Katherine High

Dr. Katherine High’s career has focused on gene therapy for genetic disease. A long-time member of the faculty of the Perelman School of Medicine of the University of Pennsylvania, where she was also an Investigator of the Howard Hughes Medical Institute at the Children's Hospital of Philadelphia, Dr. High led pioneering bench-to-bedside studies of gene therapy for hemophilia, including the first trials of AAV vectors introduced into human skeletal muscle and human liver. She led a series of basic and clinical investigations into the characterization and management of the human immune response to AAV gene delivery vectors, developing solutions that have been used across the field. In 2013, she co-founded Spark Therapeutics, where she served as President, Chief Scientific Officer, and member of the Board of Directors. At Spark Dr.
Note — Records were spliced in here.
//! Property-based tests for the amortization module.

use proptest::prelude::*;
use rstest::rstest;
use rust_decimal::Decimal;
use rust_decimal_macros::dec;

use super::engine::AmortizationEngine;
use super::error::AmortizationError;
use crate::records::Debt;
use crate::records::seed::default_debts;

fn debt(balance: Decimal, payment: Decimal, rate: Decimal) -> Debt {
    Debt {
        name: "Loan".to_string(),
        balance,
        payment,
        interest_rate: rate,
        min_payment: payment,
    }
}

/// Monthly interest accrued on a balance at an annual percentage rate.
fn monthly_interest(balance: Decimal, rate: Decimal) -> Decimal {
    balance * (rate / dec!(100) / dec!(12))
}

proptest! {
    /// With a zero rate the payoff time is exactly ceil(balance / payment).
    #[test]
    fn test_zero_rate_is_simple_division(
        balance_cents in 1i64..10_000_000,
        payment_cents in 1i64..1_000_000,
    ) {
        let balance = Decimal::new(balance_cents, 2);
        let payment = Decimal::new(payment_cents, 2);

        let months = AmortizationEngine::payoff_months(balance, payment, Decimal::ZERO).unwrap();
        let expected = (balance / payment).ceil();

        prop_assert_eq!(Decimal::from(months), expected);
    }

    /// Whenever the payment covers accruing interest, the payoff time is a
    /// finite month count and the interest identity holds exactly:
    /// total_interest + balance = payment * months.
    #[test]
    fn test_interest_identity(
        balance_cents in 10_000i64..10_000_000,
        payment_cents in 10_000i64..1_000_000,
        rate_bps in 1i64..3_000,
    ) {
        let balance = Decimal::new(balance_cents, 2);
        let payment = Decimal::new(payment_cents, 2);
        let rate = Decimal::new(rate_bps, 2);
        prop_assume!(monthly_interest(balance, rate) < payment);

        let months = AmortizationEngine::payoff_months(balance, payment, rate).unwrap();
        let interest = AmortizationEngine::total_interest(balance, payment, rate).unwrap();

        prop_assert!(months >= 1 || balance.is_zero());
        prop_assert_eq!(interest + balance, payment * Decimal::from(months));
    }

    /// Holding balance and payment fixed, a higher rate never shortens the
    /// payoff time.
    #[test]
    fn test_monotonic_in_rate(
        balance_cents in 10_000i64..10_000_000,
        payment_cents in 10_000i64..1_000_000,
        low_bps in 0i64..1_500,
        delta_bps in 1i64..1_500,
    ) {
        let balance = Decimal::new(balance_cents, 2);
        let payment = Decimal::new(payment_cents, 2);
        let low = Decimal::new(low_bps, 2);
        let high = Decimal::new(low_bps + delta_bps, 2);
        prop_assume!(monthly_interest(balance, high) < payment);

        let slow = AmortizationEngine::payoff_months(balance, payment, high).unwrap();
        let fast = AmortizationEngine::payoff_months(balance, payment, low).unwrap();

        prop_assert!(fast <= slow);
    }

    /// Holding balance and rate fixed, a higher payment never lengthens the
    /// payoff time.
    #[test]
    fn test_monotonic_in_payment(
        balance_cents in 10_000i64..10_000_000,
        payment_cents in 10_000i64..1_000_000,
        extra_cents in 1i64..1_000_000,
        rate_bps in 0i64..3_000,
    ) {
        let balance = Decimal::new(balance_cents, 2);
        let payment = Decimal::new(payment_cents, 2);
        let higher = payment + Decimal::new(extra_cents, 2);
        let rate = Decimal::new(rate_bps, 2);
        prop_assume!(monthly_interest(balance, rate) < payment);

        let slow = AmortizationEngine::payoff_months(balance, payment, rate).unwrap();
        let fast = AmortizationEngine::payoff_months(balance, higher, rate).unwrap();

        prop_assert!(fast <= slow);
    }

    /// Adding an extra pooled payment never lengthens the pooled payoff.
    #[test]
    fn test_pooled_extra_payment_never_hurts(
        extra_cents in 0i64..500_000,
    ) {
        let debts = default_debts();
        let extra = Decimal::new(extra_cents, 2);

        let base = AmortizationEngine::pooled_payoff_months(&debts, Decimal::ZERO).unwrap();
        let accelerated = AmortizationEngine::pooled_payoff_months(&debts, extra).unwrap();

        prop_assert!(accelerated <= base);
    }
}

mod unit_tests {
    use super::*;

    #[rstest]
    #[case(dec!(18000), dec!(274), dec!(6.5), 82)]
    #[case(dec!(35000), dec!(1365.59), dec!(4.2), 27)]
    #[case(dec!(42000), dec!(1199.96), dec!(3.8), 38)]
    #[case(dec!(25000), dec!(408), dec!(5.5), 73)]
    fn test_payoff_months_known_loans(
        #[case] balance: Decimal,
        #[case] payment: Decimal,
        #[case] rate: Decimal,
        #[case] expected: u32,
    ) {
        assert_eq!(
            AmortizationEngine::payoff_months(balance, payment, rate).unwrap(),
            expected
        );
    }

    #[rstest]
    #[case(dec!(18000), dec!(274), dec!(6.5), dec!(4468))]
    #[case(dec!(35000), dec!(1365.59), dec!(4.2), dec!(1870.93))]
    #[case(dec!(42000), dec!(1199.96), dec!(3.8), dec!(3598.48))]
    #[case(dec!(25000), dec!(408), dec!(5.5), dec!(4784))]
    fn test_total_interest_known_loans(
        #[case] balance: Decimal,
        #[case] payment: Decimal,
        #[case] rate: Decimal,
        #[case] expected: Decimal,
    ) {
        assert_eq!(
            AmortizationEngine::total_interest(balance, payment, rate).unwrap(),
            expected
        );
    }

    #[test]
    fn test_zero_balance_pays_off_immediately() {
        assert_eq!(
            AmortizationEngine::payoff_months(Decimal::ZERO, dec!(100), dec!(5)).unwrap(),
            0
        );
        assert_eq!(
            AmortizationEngine::payoff_months(Decimal::ZERO, dec!(100), Decimal::ZERO).unwrap(),
            0
        );
    }

    #[test]
    fn test_zero_payment_is_indeterminate() {
        assert_eq!(
            AmortizationEngine::payoff_months(dec!(1000), Decimal::ZERO, Decimal::ZERO),
            Err(AmortizationError::IndeterminatePayoff)
        );
        assert_eq!(
            AmortizationEngine::payoff_months(dec!(1000), dec!(-10), dec!(5)),
            Err(AmortizationError::IndeterminatePayoff)
        );
    }

    #[test]
    fn test_payment_below_accruing_interest_never_pays_off() {
        // 10000 at 50% APR accrues ~416.67 per month; a 10 payment loses ground.
        let result = AmortizationEngine::payoff_months(dec!(10000), dec!(10), dec!(50));
        assert!(matches!(
            result,
            Err(AmortizationError::PaymentTooLow { .. })
        ));
    }

    #[test]
    fn test_payment_equal_to_accruing_interest_never_pays_off() {
        // Exactly covering interest leaves the principal untouched forever.
        let balance = dec!(12000);
        let rate = dec!(10);
        let payment = monthly_interest(balance, rate);

        let result = AmortizationEngine::payoff_months(balance, payment, rate);
        assert!(matches!(
            result,
            Err(AmortizationError::PaymentTooLow { .. })
        ));
    }

    #[test]
    fn test_pooled_payoff_empty_is_debt_free() {
        assert_eq!(
            AmortizationEngine::pooled_payoff_months(&[], Decimal::ZERO).unwrap(),
            0
        );
    }

    #[test]
    fn test_pooled_payoff_blends_balances_and_rates() {
        let debts = default_debts();

        // 120000 pooled balance, 3247.55 pooled payment, ~4.68% blended rate.
        assert_eq!(
            AmortizationEngine::pooled_payoff_months(&debts, Decimal::ZERO).unwrap(),
            40
        );
        assert_eq!(
            AmortizationEngine::pooled_payoff_months(&debts, dec!(1000)).unwrap(),
            30
        );
    }

    #[test]
    fn test_pooled_payoff_single_debt_matches_direct() {
        let single = vec![debt(dec!(18000), dec!(274), dec!(6.5))];
        assert_eq!(
            AmortizationEngine::pooled_payoff_months(&single, Decimal::ZERO).unwrap(),
            AmortizationEngine::payoff_months(dec!(18000), dec!(274), dec!(6.5)).unwrap()
        );
    }

    #[test]
    fn test_debt_summaries() {
        let summaries = AmortizationEngine::debt_summaries(&default_debts()).unwrap();

        assert_eq!(summaries.len(), 4);
        assert_eq!(summaries[0].name, "RV Loan");
        assert_eq!(summaries[0].payoff_months, 82);
        assert_eq!(summaries[0].total_interest, dec!(4468));
    }

    #[test]
    fn test_compare_strategies_seed_debts() {
        let comparison =
            AmortizationEngine::compare_strategies(&default_debts(), dec!(1000)).unwrap();

        assert_eq!(comparison.current.months, 40);
        assert_eq!(comparison.current.monthly_payment, dec!(3247.55));
        assert_eq!(comparison.current.total_interest, dec!(14721.41));

        assert_eq!(comparison.accelerated.months, 30);
        assert_eq!(comparison.accelerated.monthly_payment, dec!(4247.55));
        assert_eq!(comparison.accelerated.total_interest, dec!(10179.33));

        assert_eq!(comparison.interest_saved, dec!(4542.08));
    }

    #[test]
    fn test_compare_strategies_zero_extra_saves_nothing() {
        let comparison =
            AmortizationEngine::compare_strategies(&default_debts(), Decimal::ZERO).unwrap();
        assert_eq!(comparison.interest_saved, Decimal::ZERO);
    }

    #[test]
    fn test_compare_strategies_empty_debts() {
        let comparison =
            AmortizationEngine::compare_strategies(&[], dec!(500)).unwrap();

        assert_eq!(comparison.current.months, 0);
        assert_eq!(comparison.accelerated.months, 0);
        assert_eq!(comparison.interest_saved, Decimal::ZERO);
    }
}
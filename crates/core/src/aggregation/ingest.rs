//! Conversion of relay wire shapes into record types.

use std::collections::HashMap;

use chrono::{DateTime, Utc};

use crate::records::{AccountBalance, Transaction};

use super::types::{RemoteAccountBalance, RemoteTransaction};

/// Converts relay responses into the core's record shapes.
pub struct AggregationIngest;

impl AggregationIngest {
    /// Builds the balance map from a relay response, stamping every entry
    /// with the fetch time.
    #[must_use]
    pub fn balance_snapshot(
        accounts: Vec<RemoteAccountBalance>,
        fetched_at: DateTime<Utc>,
    ) -> HashMap<String, AccountBalance> {
        accounts
            .into_iter()
            .map(|account| {
                (
                    account.account_id,
                    AccountBalance {
                        current: account.current,
                        available: account.available,
                        last_updated: fetched_at,
                    },
                )
            })
            .collect()
    }

    /// Converts relay transactions, negating the outflow-positive amounts
    /// and keeping the primary category.
    #[must_use]
    pub fn transactions(remote: Vec<RemoteTransaction>) -> Vec<Transaction> {
        remote
            .into_iter()
            .map(|tx| Transaction {
                id: tx.transaction_id,
                account_id: tx.account_id,
                amount: -tx.amount,
                date: tx.date,
                name: tx.name,
                category: tx.category.into_iter().next(),
            })
            .collect()
    }
}

#[cfg(test)]
mod tests {
    use super::*;
    use chrono::NaiveDate;
    use rust_decimal_macros::dec;

    #[test]
    fn test_balance_snapshot_keys_by_account_id() {
        let fetched_at = Utc::now();
        let snapshot = AggregationIngest::balance_snapshot(
            vec![
                RemoteAccountBalance {
                    account_id: "acc-1".to_string(),
                    current: Some(dec!(8500)),
                    available: Some(dec!(8200)),
                },
                RemoteAccountBalance {
                    account_id: "acc-2".to_string(),
                    current: None,
                    available: None,
                },
            ],
            fetched_at,
        );

        assert_eq!(snapshot.len(), 2);
        assert_eq!(snapshot["acc-1"].current, Some(dec!(8500)));
        assert_eq!(snapshot["acc-2"].current, None);
        assert_eq!(snapshot["acc-1"].last_updated, fetched_at);
    }

    #[test]
    fn test_transactions_negate_outflow_positive_amounts() {
        let converted = AggregationIngest::transactions(vec![RemoteTransaction {
            transaction_id: "tx-1".to_string(),
            account_id: "acc-1".to_string(),
            amount: dec!(42.50),
            date: NaiveDate::from_ymd_opt(2026, 1, 15).unwrap(),
            name: "Grocery Store".to_string(),
            category: vec!["Food".to_string(), "Groceries".to_string()],
        }]);

        assert_eq!(converted.len(), 1);
        // An outflow of 42.50 becomes a -42.50 record.
        assert_eq!(converted[0].amount, dec!(-42.50));
        assert_eq!(converted[0].category.as_deref(), Some("Food"));
    }

    #[test]
    fn test_transactions_negate_refunds_to_inflows() {
        let converted = AggregationIngest::transactions(vec![RemoteTransaction {
            transaction_id: "tx-2".to_string(),
            account_id: "acc-1".to_string(),
            amount: dec!(-120),
            date: NaiveDate::from_ymd_opt(2026, 1, 16).unwrap(),
            name: "Refund".to_string(),
            category: vec![],
        }]);

        assert_eq!(converted[0].amount, dec!(120));
        assert_eq!(converted[0].category, None);
    }
}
High led the teams that achieved the first FDA approval of a gene therapy for genetic disease, Luxturna, for a rare form of inherited blindness, and for a gene therapy for hemophilia B, now also an approved product (Beqvez). Following Spark’s acquisition by Roche in December 2019, Dr. High left the company, and since has served as a Visiting Professor at Rockefeller University, and an Advisor in Life Sciences to GV (Google Ventures). She is also a member of the Board of Directors of CRISPR Therapeutics and Incyte BioPharmaceuticals. In December 2024, she accepted the role of CEO at RhyGaze AG, a venture-backed early-stage gene therapy company developing a gene-agnostic treatment for vision loss in inherited retinal dystrophies.
Dr. High received her bachelor’s degree in chemistry from Harvard University, an MD from the University of North Carolina School Of Medicine, and business certification from the University of North Carolina Business School’s Management Institute for Hospital Administrators. She is an elected member of the National Academy of Medicine, the American Academy of Arts and Sciences, the faculty of Pharmaceutical Medicine of the Royal College of Physicians (London), and the National Academy of Sciences.
Dr. High served a 5-year term on the U.S. FDA Advisory Committee on Cell, Tissue and Gene Therapies and is a past president of the American Society of Gene & Cell Therapy.